The Court’s 7-0 decision, authored by Justice Evelyn Lundberg Stratton, affirmed a ruling of the 6th District Court of Appeals.
Ohio’s prevailing wage law, set forth in Ohio Revised Code Sections 4115.03 through 4115.16, generally requires that workers employed in the construction of government buildings and other public improvement projects must be paid according to a wage scale that approximates the hourly rates received by union workers doing similar work in that area of the state.

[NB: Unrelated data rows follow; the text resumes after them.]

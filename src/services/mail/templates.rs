//! 메일 본문 템플릿

use crate::domain::entities::users::User;
use crate::services::mail::MailMessage;

pub const EMAIL_VERIFICATION_SUBJECT: &str = "Please verify your email";
pub const CHANGE_PASSWORD_SUBJECT: &str = "OTP to change password";

/// 이메일 인증 OTP 메일
pub fn email_verification(user: &User, otp: &str, signature: &str) -> MailMessage {
    MailMessage {
        to: user.email.clone(),
        subject: EMAIL_VERIFICATION_SUBJECT.to_string(),
        body: format!(
            "Hello {} {},\n\nThe OTP to verify your email address: {}\n\n{}",
            user.given_name, user.family_name, otp, signature
        ),
    }
}

/// 비밀번호 변경 OTP 메일
pub fn change_password(user: &User, otp: &str, signature: &str) -> MailMessage {
    MailMessage {
        to: user.email.clone(),
        subject: CHANGE_PASSWORD_SUBJECT.to_string(),
        body: format!(
            "Hello {} {},\n\nThis the OTP to change password: {}\n\n{}",
            user.given_name, user.family_name, otp, signature
        ),
    }
}
//! 계정 관련 요청 DTO
//!
//! 누락된 문자열 필드는 빈 문자열로 역직렬화되며,
//! 필수 여부 검사는 각 워크플로우가 고정된 메시지로 수행합니다.

use serde::{Deserialize, Serialize};

/// 회원가입 요청
#[derive(Debug, Clone, Default, Serialize, Deserialize)]
pub struct SignupRequest {
    #[serde(default)]
    pub given_name: String,
    #[serde(default)]
    pub family_name: String,
    #[serde(default)]
    pub email: String,
    #[serde(default)]
    pub password: String,
}

/// 로그인 요청
#[derive(Debug, Clone, Default, Serialize, Deserialize)]
pub struct LoginRequest {
    #[serde(default)]
    pub email: String,
    #[serde(default)]
    pub password: String,
}

/// 이메일 인증 요청
#[derive(Debug, Clone, Default, Serialize, Deserialize)]
pub struct VerifyEmailRequest {
    #[serde(default)]
    pub otp: String,
}

/// 비밀번호 변경 OTP 발송 요청
#[derive(Debug, Clone, Default, Serialize, Deserialize)]
pub struct ChangePasswordInitiateRequest {
    #[serde(default)]
    pub email: String,
}

/// 비밀번호 변경 요청
#[derive(Debug, Clone, Default, Serialize, Deserialize)]
pub struct ChangePasswordRequest {
    #[serde(default)]
    pub email: String,
    #[serde(default)]
    pub password: String,
    #[serde(default)]
    pub otp: String,
}

#[cfg(test)]
mod tests {
    use super::*;

    #[test]
    fn test_missing_fields_default_to_empty() {
        let req: ChangePasswordRequest = serde_json::from_str(r#"{"email":"a@b.com"}"#).unwrap();
        assert_eq!(req.email, "a@b.com");
        assert!(req.password.is_empty());
        assert!(req.otp.is_empty());
    }
}
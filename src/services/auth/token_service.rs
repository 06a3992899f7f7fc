//! 캐시 기반 토큰 관리 서비스
//!
//! 스코프별 토큰(OTP 등) 발급/조회와, 인증 토큰의 양방향 매핑을 담당합니다.
//!
//! 인증 세션은 별도 엔티티 없이 두 개의 캐시 레코드로 표현됩니다.
//!
//! ```text
//! user_auth_token_|_<userId>  →  <token>
//! auth_token_user_|_<token>   →  <userId>
//! ```
//!
//! 두 레코드는 항상 하나의 원자적 배치로 함께 기록되며, 기록할 때마다 TTL 이
//! 초기화되므로 인증 토큰은 사용할수록 만료가 늦춰지는 sliding expiration 자격 증명이 됩니다.

use std::sync::Arc;

use log::{debug, error};

use crate::caching::{CacheEntry, CacheError, CacheStore};
use crate::config::TokenPolicy;
use crate::core::errors::{AppError, AppResult};
use crate::domain::models::token::{ScopedKey, TokenKind, TokenScope};
use crate::services::auth::token_generator;

/// 스코프 토큰 서비스
pub struct TokenService {
    cache: Arc<dyn CacheStore>,
    policy: TokenPolicy,
}

impl TokenService {
    pub fn new(cache: Arc<dyn CacheStore>, policy: TokenPolicy) -> Self {
        Self { cache, policy }
    }

    pub fn policy(&self) -> &TokenPolicy {
        &self.policy
    }

    /// 새 토큰을 생성해 `(scope, user_id)` 키에 스코프 TTL 로 저장하고 반환합니다.
    ///
    /// 같은 키의 기존 토큰은 덮어씁니다.
    pub async fn issue_scoped_token(
        &self,
        user_id: &str,
        scope: TokenScope,
        kind: TokenKind,
    ) -> AppResult<String> {
        let token = token_generator::generate(kind);
        let key = ScopedKey::new(scope, user_id).to_string();

        self.cache
            .set_with_expiration(&key, &token, self.policy.ttl(scope))
            .await
            .map_err(|e| {
                error!("토큰 저장 실패 ({}): {}", scope, e);
                AppError::from(e)
            })?;

        debug!("토큰 발급: scope={}, user_id={}", scope, user_id);
        Ok(token)
    }

    /// `(scope, user_id)` 에 저장된 토큰을 조회합니다.
    ///
    /// 없거나 만료된 경우 [`CacheError::NotFound`] 를 그대로 돌려주어
    /// 호출자가 "발급된 적 없음/만료" 와 전송 오류를 구분할 수 있게 합니다.
    pub async fn read_scoped_token(
        &self,
        user_id: &str,
        scope: TokenScope,
    ) -> Result<String, CacheError> {
        let key = ScopedKey::new(scope, user_id).to_string();
        self.cache.get(&key).await
    }

    /// `(scope, user_id)` 토큰의 남은 TTL (초). 만료가 없는 키는 `None`.
    pub async fn scoped_token_ttl(
        &self,
        user_id: &str,
        scope: TokenScope,
    ) -> Result<Option<u64>, CacheError> {
        let key = ScopedKey::new(scope, user_id).to_string();
        self.cache.get_ttl(&key).await
    }

    /// 사용자 ID 와 인증 토큰 중 하나로부터 나머지를 찾아내고, 양방향 매핑을 갱신합니다.
    ///
    /// - 둘 다 비어 있으면 `BadRequest` 이며 아무것도 기록하지 않습니다.
    /// - 토큰이 비어 있으면 `user_auth_token` 에서 찾고, 없으면 새로 만듭니다.
    /// - 사용자 ID 가 비어 있으면 `auth_token_user` 에서 찾습니다.
    /// - 토큰으로 사용자를 찾지 못하면 빈 사용자 ID 를 돌려주며 아무것도 기록하지 않습니다.
    ///   이 경우 호출자는 인증 실패로 처리합니다.
    ///
    /// 조회 결과가 없는 것은 에러가 아니지만, 저장소 장애는 그대로 전파됩니다.
    pub async fn resolve_or_create_auth_token(
        &self,
        user_id: &str,
        token: &str,
    ) -> AppResult<(String, String)> {
        if user_id.is_empty() && token.is_empty() {
            return Err(AppError::BadRequest("Missing user_id and token".to_string()));
        }

        let mut user_id = user_id.to_string();
        let mut token = token.to_string();

        if token.is_empty() {
            token = self
                .lookup(ScopedKey::new(TokenScope::UserAuthToken, user_id.as_str()))
                .await?
                .unwrap_or_default();
        }

        if user_id.is_empty() {
            user_id = self
                .lookup(ScopedKey::new(TokenScope::AuthTokenUser, token.as_str()))
                .await?
                .unwrap_or_default();

            if user_id.is_empty() {
                debug!("알 수 없는 인증 토큰");
                return Ok((user_id, token));
            }
        }

        if token.is_empty() {
            token = token_generator::generate(TokenKind::OpaqueId);
            debug!("새 인증 토큰 생성: user_id={}", user_id);
        }

        let entries = [
            CacheEntry::new(
                ScopedKey::new(TokenScope::UserAuthToken, user_id.as_str()).to_string(),
                token.as_str(),
                self.policy.ttl(TokenScope::UserAuthToken),
            ),
            CacheEntry::new(
                ScopedKey::new(TokenScope::AuthTokenUser, token.as_str()).to_string(),
                user_id.as_str(),
                self.policy.ttl(TokenScope::AuthTokenUser),
            ),
        ];

        self.cache.set_many_atomic(&entries).await.map_err(|e| {
            error!("인증 토큰 매핑 저장 실패: {}", e);
            AppError::from(e)
        })?;

        Ok((user_id, token))
    }

    async fn lookup(&self, key: ScopedKey) -> AppResult<Option<String>> {
        match self.cache.get(&key.to_string()).await {
            Ok(value) => Ok(Some(value)),
            Err(CacheError::NotFound(_)) => Ok(None),
            Err(e) => {
                error!("캐시 조회 실패 ({}): {}", key.scope, e);
                Err(e.into())
            }
        }
    }
}
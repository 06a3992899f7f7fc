use std::future::{ready, Ready};

use actix_web::{Error, FromRequest, HttpMessage, HttpRequest};

use crate::core::errors::AppError;
use crate::domain::entities::users::User;

/// 인증 미들웨어가 토큰으로부터 복원한 사용자
///
/// 요청 extension 에 저장되며, 해당 요청 범위 안에서만 유효합니다.
#[derive(Debug, Clone)]
pub struct AuthenticatedUser(pub User);

impl AuthenticatedUser {
    pub fn user(&self) -> &User {
        &self.0
    }
}

/// ActixWeb FromRequest trait 구현
impl FromRequest for AuthenticatedUser {
    type Error = Error;
    type Future = Ready<Result<Self, Self::Error>>;

    fn from_request(req: &HttpRequest, _payload: &mut actix_web::dev::Payload) -> Self::Future {
        match req.extensions().get::<AuthenticatedUser>() {
            Some(user) => ready(Ok(user.clone())),
            None => ready(Err(
                AppError::Forbidden("Unauthenticated user".to_string()).into()
            )),
        }
    }
}
//! 프로세스 내 캐시 저장소
//!
//! 항목마다 만료 시각을 두고, 만료된 항목은 읽을 수 없으며 접근 시점에 정리됩니다.
//! 모든 쓰기는 하나의 락 아래에서 수행되므로 일괄 쓰기는 자연스럽게 원자적입니다.

use std::collections::HashMap;
use std::sync::{Mutex, MutexGuard};
use std::time::{Duration, Instant};

use async_trait::async_trait;

use crate::caching::{CacheEntry, CacheError, CacheStore};

#[derive(Debug, Clone)]
struct StoredValue {
    value: String,
    expires_at: Instant,
}

impl StoredValue {
    fn is_live(&self, now: Instant) -> bool {
        self.expires_at > now
    }
}

/// 프로세스 내 TTL 캐시
#[derive(Debug, Default)]
pub struct MemoryCacheStore {
    entries: Mutex<HashMap<String, StoredValue>>,
}

impl MemoryCacheStore {
    pub fn new() -> Self {
        Self::default()
    }

    fn lock(&self) -> Result<MutexGuard<'_, HashMap<String, StoredValue>>, CacheError> {
        self.entries
            .lock()
            .map_err(|_| CacheError::Unavailable("memory cache lock poisoned".to_string()))
    }

    /// 만료되지 않은 항목 수
    pub fn len(&self) -> usize {
        let now = Instant::now();
        self.lock()
            .map(|entries| entries.values().filter(|v| v.is_live(now)).count())
            .unwrap_or(0)
    }

    pub fn is_empty(&self) -> bool {
        self.len() == 0
    }

    fn live_value<'a>(
        entries: &'a mut HashMap<String, StoredValue>,
        key: &str,
        now: Instant,
    ) -> Result<&'a mut StoredValue, CacheError> {
        let expired = entries.get(key).map(|v| !v.is_live(now)).unwrap_or(false);
        if expired {
            entries.remove(key);
        }
        entries
            .get_mut(key)
            .ok_or_else(|| CacheError::NotFound(key.to_string()))
    }
}

/// 남은 시간을 초 단위로 올림합니다. 방금 900초로 쓴 키는 900을 반환합니다.
fn ceil_seconds(remaining: Duration) -> u64 {
    let millis = remaining.as_millis() as u64;
    millis.div_ceil(1000)
}

#[async_trait]
impl CacheStore for MemoryCacheStore {
    async fn set_with_expiration(
        &self,
        key: &str,
        value: &str,
        ttl_seconds: u64,
    ) -> Result<(), CacheError> {
        let mut entries = self.lock()?;
        entries.insert(
            key.to_string(),
            StoredValue {
                value: value.to_string(),
                expires_at: Instant::now() + Duration::from_secs(ttl_seconds),
            },
        );
        Ok(())
    }

    async fn get(&self, key: &str) -> Result<String, CacheError> {
        let mut entries = self.lock()?;
        Self::live_value(&mut entries, key, Instant::now()).map(|v| v.value.clone())
    }

    async fn get_ttl(&self, key: &str) -> Result<Option<u64>, CacheError> {
        let now = Instant::now();
        let mut entries = self.lock()?;
        let stored = Self::live_value(&mut entries, key, now)?;
        Ok(Some(ceil_seconds(stored.expires_at.saturating_duration_since(now))))
    }

    async fn get_and_refresh_expiration(
        &self,
        key: &str,
        ttl_seconds: u64,
    ) -> Result<String, CacheError> {
        let now = Instant::now();
        let mut entries = self.lock()?;
        let stored = Self::live_value(&mut entries, key, now)?;
        stored.expires_at = now + Duration::from_secs(ttl_seconds);
        Ok(stored.value.clone())
    }

    async fn set_many_atomic(&self, batch: &[CacheEntry]) -> Result<(), CacheError> {
        let now = Instant::now();
        let mut entries = self.lock()?;
        for entry in batch {
            entries.insert(
                entry.key.clone(),
                StoredValue {
                    value: entry.value.clone(),
                    expires_at: now + Duration::from_secs(entry.ttl_seconds),
                },
            );
        }
        Ok(())
    }
}

#[cfg(test)]
mod tests {
    use super::*;

    #[actix_web::test]
    async fn test_set_then_get() {
        let store = MemoryCacheStore::new();
        store.set_with_expiration("k", "v", 60).await.unwrap();
        assert_eq!(store.get("k").await.unwrap(), "v");

        store.set_with_expiration("k", "v2", 60).await.unwrap();
        assert_eq!(store.get("k").await.unwrap(), "v2");
    }

    #[actix_web::test]
    async fn test_missing_key_is_not_found() {
        let store = MemoryCacheStore::new();
        assert_eq!(
            store.get("missing").await,
            Err(CacheError::NotFound("missing".to_string()))
        );
        assert!(matches!(
            store.get_ttl("missing").await,
            Err(CacheError::NotFound(_))
        ));
    }

    #[actix_web::test]
    async fn test_expired_entry_is_unreadable() {
        let store = MemoryCacheStore::new();
        store.set_with_expiration("k", "v", 0).await.unwrap();
        assert!(matches!(store.get("k").await, Err(CacheError::NotFound(_))));
        assert!(store.is_empty());
    }

    #[actix_web::test]
    async fn test_fresh_ttl_reports_full_duration() {
        let store = MemoryCacheStore::new();
        store.set_with_expiration("otp", "004821", 900).await.unwrap();
        assert_eq!(store.get_ttl("otp").await.unwrap(), Some(900));
    }

    #[actix_web::test]
    async fn test_refresh_resets_ttl_and_keeps_value() {
        let store = MemoryCacheStore::new();
        store.set_with_expiration("k", "v", 10).await.unwrap();

        let value = store.get_and_refresh_expiration("k", 500).await.unwrap();
        assert_eq!(value, "v");
        assert_eq!(store.get_ttl("k").await.unwrap(), Some(500));
    }

    #[actix_web::test]
    async fn test_set_many_atomic_writes_every_entry() {
        let store = MemoryCacheStore::new();
        store
            .set_many_atomic(&[
                CacheEntry::new("a", "1", 100),
                CacheEntry::new("b", "2", 200),
            ])
            .await
            .unwrap();

        assert_eq!(store.len(), 2);
        assert_eq!(store.get("a").await.unwrap(), "1");
        assert_eq!(store.get_ttl("b").await.unwrap(), Some(200));
    }

    #[test]
    fn test_ceil_seconds() {
        assert_eq!(ceil_seconds(Duration::from_millis(0)), 0);
        assert_eq!(ceil_seconds(Duration::from_millis(1)), 1);
        assert_eq!(ceil_seconds(Duration::from_millis(899_999)), 900);
        assert_eq!(ceil_seconds(Duration::from_secs(870)), 870);
    }
}
//! 인증 토큰 미들웨어
//!
//! Authorization 헤더의 불투명 토큰을 캐시에서 사용자 ID 로 되돌리고,
//! 사용자를 조회해 [`AuthenticatedUser`](crate::domain::models::auth::AuthenticatedUser) 로
//! 요청 extension 에 저장합니다.
//!
//! 요청마다 다시 평가되며, 통과한 요청은 토큰 TTL 을 갱신합니다 (sliding expiration).
//!
//! | 상황 | 응답 |
//! |------|------|
//! | 헤더 없음 / 빈 값 | 403 `{"message":"No Authorization headers provided"}` |
//! | 토큰 해석 실패 / 알 수 없는 토큰 | 403 `{"message":"Please login!"}` |
//! | 사용자 조회 실패 | 저장소 에러의 상태 코드 |
//!
//! ```rust,ignore
//! #[post("/verify-email", wrap = "AuthMiddleware::new()")]
//! async fn verify_email(user: AuthenticatedUser, ...) -> Result<HttpResponse, AppError> { ... }
//! ```

use std::future::{ready, Ready};
use std::rc::Rc;

use actix_web::{
    body::EitherBody,
    dev::{Service, ServiceRequest, ServiceResponse, Transform},
    Error, Result,
};

use crate::middlewares::auth_inner::AuthMiddlewareService;

/// 필수 인증 미들웨어
#[derive(Debug, Clone, Copy, Default)]
pub struct AuthMiddleware;

impl AuthMiddleware {
    pub fn new() -> Self {
        Self
    }
}

/// ActixWeb Transform trait 구현
impl<S, B> Transform<S, ServiceRequest> for AuthMiddleware
where
    S: Service<ServiceRequest, Response = ServiceResponse<B>, Error = Error> + 'static,
    S::Future: 'static,
    B: 'static,
{
    type Response = ServiceResponse<EitherBody<B>>;
    type Error = Error;
    type Transform = AuthMiddlewareService<S>;
    type InitError = ();
    type Future = Ready<Result<Self::Transform, Self::InitError>>;

    fn new_transform(&self, service: S) -> Self::Future {
        ready(Ok(AuthMiddlewareService {
            service: Rc::new(service),
        }))
    }
}
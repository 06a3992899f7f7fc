//! # 사용자 계정 서비스 구현
//!
//! 회원가입, 로그인, 이메일 인증, 비밀번호 변경 워크플로를 구현합니다.
//!
//! ## 서비스 구성
//!
//! ```text
//! ┌──────────────────────────────────────────────────────────┐
//! │                       UserService                        │
//! │                                                          │
//! │  signup / login            → UserStore + TokenService    │
//! │  resend / verify email     → TokenService + MailDispatcher│
//! │  change password (2단계)   → UserStore + TokenService    │
//! └──────────────────────────────────────────────────────────┘
//!          │                    │                    │
//!          ▼                    ▼                    ▼
//!   ┌────────────┐      ┌──────────────┐     ┌──────────────┐
//!   │ UserStore  │      │ TokenService │     │MailDispatcher│
//!   │ (MongoDB)  │      │ (Redis)      │     │ (SMTP)       │
//!   └────────────┘      └──────────────┘     └──────────────┘
//! ```
//!
//! ## 실패 처리
//!
//! 각 단계의 실패는 그 단계의 에러를 그대로 반환하며 보상 작업은 하지 않습니다.
//! 메일 발송은 백그라운드 작업이므로 실패해도 응답에 영향을 주지 않습니다.
//! 발급된 OTP 는 그대로 유효하므로, 사용자는 쿨다운 이후 재전송으로 복구할 수 있습니다.

use std::sync::Arc;
use std::time::Instant;

use bcrypt::{hash, verify};
use log::{error, info, warn};
use mongodb::bson::DateTime;

use crate::caching::CacheError;
use crate::config::PasswordConfig;
use crate::core::errors::{AppError, AppResult, ErrorContext};
use crate::domain::dto::users::request::{
    ChangePasswordInitiateRequest, ChangePasswordRequest, LoginRequest, SignupRequest,
    VerifyEmailRequest,
};
use crate::domain::entities::users::{User, UserUpdate};
use crate::domain::models::auth::RequestContext;
use crate::domain::models::token::{TokenKind, TokenScope};
use crate::repositories::users::UserStore;
use crate::services::auth::TokenService;
use crate::services::mail::{templates, MailDispatcher};
use crate::utils::string_utils::mask_email;

/// 사용자 계정 비즈니스 로직 서비스
///
/// 모든 메서드는 요청 컨텍스트를 받아 로그를 `request_id` 로 묶습니다.
///
/// ```rust,ignore
/// let token = ctx.user_service.signup(&request_ctx, request).await?;
/// ```
pub struct UserService {
    users: Arc<dyn UserStore>,
    tokens: Arc<TokenService>,
    mail: MailDispatcher,
    /// bcrypt 해싱 비용
    bcrypt_cost: u32,
    /// 메일 본문 서명
    signature: String,
}

impl UserService {
    pub fn new(
        users: Arc<dyn UserStore>,
        tokens: Arc<TokenService>,
        mail: MailDispatcher,
        bcrypt_cost: u32,
        signature: String,
    ) -> Self {
        Self {
            users,
            tokens,
            mail,
            bcrypt_cost,
            signature,
        }
    }

    /// 새 계정을 만들고 인증 토큰을 반환합니다.
    ///
    /// # 처리 과정
    ///
    /// 1. 비밀번호 길이 검증 (8자 이상)
    /// 2. bcrypt 해싱
    /// 3. 미인증 상태로 사용자 저장 (중복 이메일은 400)
    /// 4. 이메일 인증 OTP 발급 및 백그라운드 발송
    /// 5. 인증 토큰 생성
    pub async fn signup(&self, ctx: &RequestContext, request: SignupRequest) -> AppResult<String> {
        let start_time = Instant::now();

        ensure_password_length(&request.password).inspect_err(|e| {
            warn!("[{}] 회원가입 거부: {}", ctx.request_id, e);
        })?;

        let password_hash = self.hash_password(&request.password)?;

        let user = User::new(
            request.given_name,
            request.family_name,
            request.email,
            password_hash,
        );

        let user = self.users.insert(user).await.inspect_err(|e| {
            error!("[{}] 사용자 저장 실패: {}", ctx.request_id, e);
        })?;
        let user_id = saved_user_id(&user)?;

        self.send_email_verification_otp(ctx, &user_id, &user).await?;

        let (_, token) = self
            .tokens
            .resolve_or_create_auth_token(&user_id, "")
            .await
            .inspect_err(|e| error!("[{}] 인증 토큰 생성 실패: {}", ctx.request_id, e))?;

        info!(
            "[{}] ✅ 회원가입 완료: user_id={} ({:?})",
            ctx.request_id,
            user_id,
            start_time.elapsed()
        );
        Ok(token)
    }

    /// 이메일/비밀번호로 로그인하고 인증 토큰을 반환합니다.
    ///
    /// 존재하지 않는 이메일은 404, 비밀번호 불일치는 400 입니다.
    pub async fn login(&self, ctx: &RequestContext, request: LoginRequest) -> AppResult<String> {
        let user = self
            .users
            .find_by_email(&request.email)
            .await
            .inspect_err(|e| warn!("[{}] 로그인 사용자 조회 실패: {}", ctx.request_id, e))?;

        if !verify(&request.password, &user.password_hash).unwrap_or(false) {
            warn!("[{}] 비밀번호 불일치: {}", ctx.request_id, mask_email(&request.email));
            return Err(AppError::BadRequest(
                "User login password verification failed".to_string(),
            ));
        }

        let user_id = saved_user_id(&user)?;
        let (_, token) = self
            .tokens
            .resolve_or_create_auth_token(&user_id, "")
            .await
            .inspect_err(|e| error!("[{}] 인증 토큰 생성 실패: {}", ctx.request_id, e))?;

        info!("[{}] 로그인 성공: user_id={}", ctx.request_id, user_id);
        Ok(token)
    }

    /// 이메일 인증 OTP 를 다시 보냅니다.
    ///
    /// 마지막 발급 후 쿨다운(30초)이 지나지 않았으면 거부합니다.
    /// 기존 OTP 가 없거나 만료된 경우에는 바로 허용합니다.
    pub async fn resend_email_verification_otp(
        &self,
        ctx: &RequestContext,
        user: &User,
    ) -> AppResult<()> {
        if user.is_verified() {
            return Err(AppError::BadRequest("User email already verified".to_string()));
        }
        let user_id = saved_user_id(user)?;

        let allowed = match self
            .tokens
            .scoped_token_ttl(&user_id, TokenScope::EmailVerification)
            .await
        {
            Ok(remaining) => self.tokens.policy().allow_resend_email_otp(remaining),
            Err(CacheError::NotFound(_)) => true,
            Err(e) => {
                error!("[{}] OTP TTL 조회 실패: {}", ctx.request_id, e);
                return Err(e.into());
            }
        };

        if !allowed {
            warn!("[{}] OTP 재전송 쿨다운: user_id={}", ctx.request_id, user_id);
            return Err(AppError::BadRequest("Resend email otp not allowed".to_string()));
        }

        self.send_email_verification_otp(ctx, &user_id, user).await
    }

    /// OTP 를 확인하고 사용자를 인증 완료 상태로 바꿉니다.
    pub async fn verify_email(
        &self,
        ctx: &RequestContext,
        user: &User,
        request: VerifyEmailRequest,
    ) -> AppResult<User> {
        if request.otp.is_empty() {
            return Err(AppError::BadRequest("OTP not present in request".to_string()));
        }
        if user.is_verified() {
            return Err(AppError::BadRequest("User email already verified".to_string()));
        }
        let user_id = saved_user_id(user)?;

        self.check_otp(ctx, &user_id, TokenScope::EmailVerification, &request.otp)
            .await?;

        let updated = self
            .users
            .update(&user_id, &UserUpdate::mark_verified(DateTime::now()))
            .await
            .inspect_err(|e| error!("[{}] 인증 상태 갱신 실패: {}", ctx.request_id, e))?;

        info!("[{}] ✅ 이메일 인증 완료: user_id={}", ctx.request_id, user_id);
        Ok(updated)
    }

    /// 비밀번호 변경 OTP 를 이메일로 보냅니다. 인증이 필요 없는 복구 진입점입니다.
    pub async fn initiate_change_password(
        &self,
        ctx: &RequestContext,
        request: ChangePasswordInitiateRequest,
    ) -> AppResult<()> {
        if request.email.is_empty() {
            return Err(AppError::BadRequest("Email not provided".to_string()));
        }

        let user = self.users.find_by_email(&request.email).await?;
        let user_id = saved_user_id(&user)?;

        let otp = self
            .tokens
            .issue_scoped_token(&user_id, TokenScope::ChangePassword, TokenKind::NumericCode)
            .await?;

        self.mail.dispatch(
            ctx.request_id.clone(),
            templates::change_password(&user, &otp, &self.signature),
        );

        info!("[{}] 비밀번호 변경 OTP 발송 요청: user_id={}", ctx.request_id, user_id);
        Ok(())
    }

    /// OTP 를 확인하고 새 비밀번호를 저장합니다.
    pub async fn change_password(
        &self,
        ctx: &RequestContext,
        request: ChangePasswordRequest,
    ) -> AppResult<()> {
        if request.email.is_empty() || request.password.is_empty() || request.otp.is_empty() {
            return Err(AppError::BadRequest(
                "Email or Password or OTP not provided".to_string(),
            ));
        }

        let user = self.users.find_by_email(&request.email).await?;
        let user_id = saved_user_id(&user)?;

        self.check_otp(ctx, &user_id, TokenScope::ChangePassword, &request.otp)
            .await?;

        ensure_password_length(&request.password)?;
        let password_hash = self.hash_password(&request.password)?;

        self.users
            .update(&user_id, &UserUpdate::password(password_hash))
            .await
            .inspect_err(|e| error!("[{}] 비밀번호 갱신 실패: {}", ctx.request_id, e))?;

        info!("[{}] ✅ 비밀번호 변경 완료: user_id={}", ctx.request_id, user_id);
        Ok(())
    }

    async fn send_email_verification_otp(
        &self,
        ctx: &RequestContext,
        user_id: &str,
        user: &User,
    ) -> AppResult<()> {
        let otp = self
            .tokens
            .issue_scoped_token(user_id, TokenScope::EmailVerification, TokenKind::NumericCode)
            .await
            .inspect_err(|e| error!("[{}] 이메일 인증 OTP 발급 실패: {}", ctx.request_id, e))?;

        self.mail.dispatch(
            ctx.request_id.clone(),
            templates::email_verification(user, &otp, &self.signature),
        );
        Ok(())
    }

    /// 저장된 OTP 와 정확히 일치하는지 확인합니다. 없거나 만료된 경우도 `InvalidOtp`.
    async fn check_otp(
        &self,
        ctx: &RequestContext,
        user_id: &str,
        scope: TokenScope,
        otp: &str,
    ) -> AppResult<()> {
        match self.tokens.read_scoped_token(user_id, scope).await {
            Ok(stored) if stored == otp => Ok(()),
            Ok(_) | Err(CacheError::NotFound(_)) => {
                warn!("[{}] OTP 불일치 ({}): user_id={}", ctx.request_id, scope, user_id);
                Err(AppError::InvalidOtp)
            }
            Err(e) => {
                error!("[{}] OTP 조회 실패: {}", ctx.request_id, e);
                Err(e.into())
            }
        }
    }

    fn hash_password(&self, password: &str) -> AppResult<String> {
        let hash_start = Instant::now();
        let password_hash = hash(password, self.bcrypt_cost).context("비밀번호 해싱 실패")?;
        log::debug!("Password hashing took: {:?}", hash_start.elapsed());
        Ok(password_hash)
    }
}

fn ensure_password_length(password: &str) -> AppResult<()> {
    if password.chars().count() < PasswordConfig::MIN_LENGTH {
        return Err(AppError::BadRequest(
            "Password length less than 8 characters".to_string(),
        ));
    }
    Ok(())
}

fn saved_user_id(user: &User) -> AppResult<String> {
    user.id_string()
        .ok_or_else(|| AppError::InternalError("사용자 ID가 없습니다".to_string()))
}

Fellhauer Mechanical Systems is a private, for-profit company in Port Clinton that provides plumbing, heating and electrical services and also sells audio-visual and security systems. The company, which operated its business out of a leased facility, had an opportunity in 2006 to purchase and renovate that facility and expand its operations by adding an audio-visual products showroom. Fellhauer applied to Ottawa County for a loan from a block grant program administered by the Ohio Department of Development that makes federal dollars available to communities across the state to support local economic development projects. A $305,000 loan was approved, with the specification that all of the loan proceeds would be used for acquisition of the land and building.
Fellhauer also applied for a loan from the Ottawa County Improvement Corporation (OCIC), a local economic development program funded by the county through the conveyance fees it collects from property owners when real estate transfers are recorded. OCIC approved a loan for $36,750, which was designated as further financing for the purchase of the land and building and the acquisition of new equipment.
When the loan approvals and plans for the project were announced, the Northwestern Ohio Building Trades Council sought and obtained a temporary restraining order to prevent Fellhauer from moving forward with the project. The council, which represents area building trades unions, claimed that all work performed as part of the Fellhauer project should be subject to the prevailing wage law, because it involved the expenditure of public funds on a construction project. In a subsequent court action, the Ottawa County Court of Common Pleas denied an injunction requiring that bid specifications and other elements of the project be conducted under the requirements of the prevailing wage law. The court ruled that the prevailing wage statute was applicable only to the construction of “public improvements,” and the Fellhauer project did not fall under the statutory definition of a public improvement because it did not represent construction “by” or “for” a public authority.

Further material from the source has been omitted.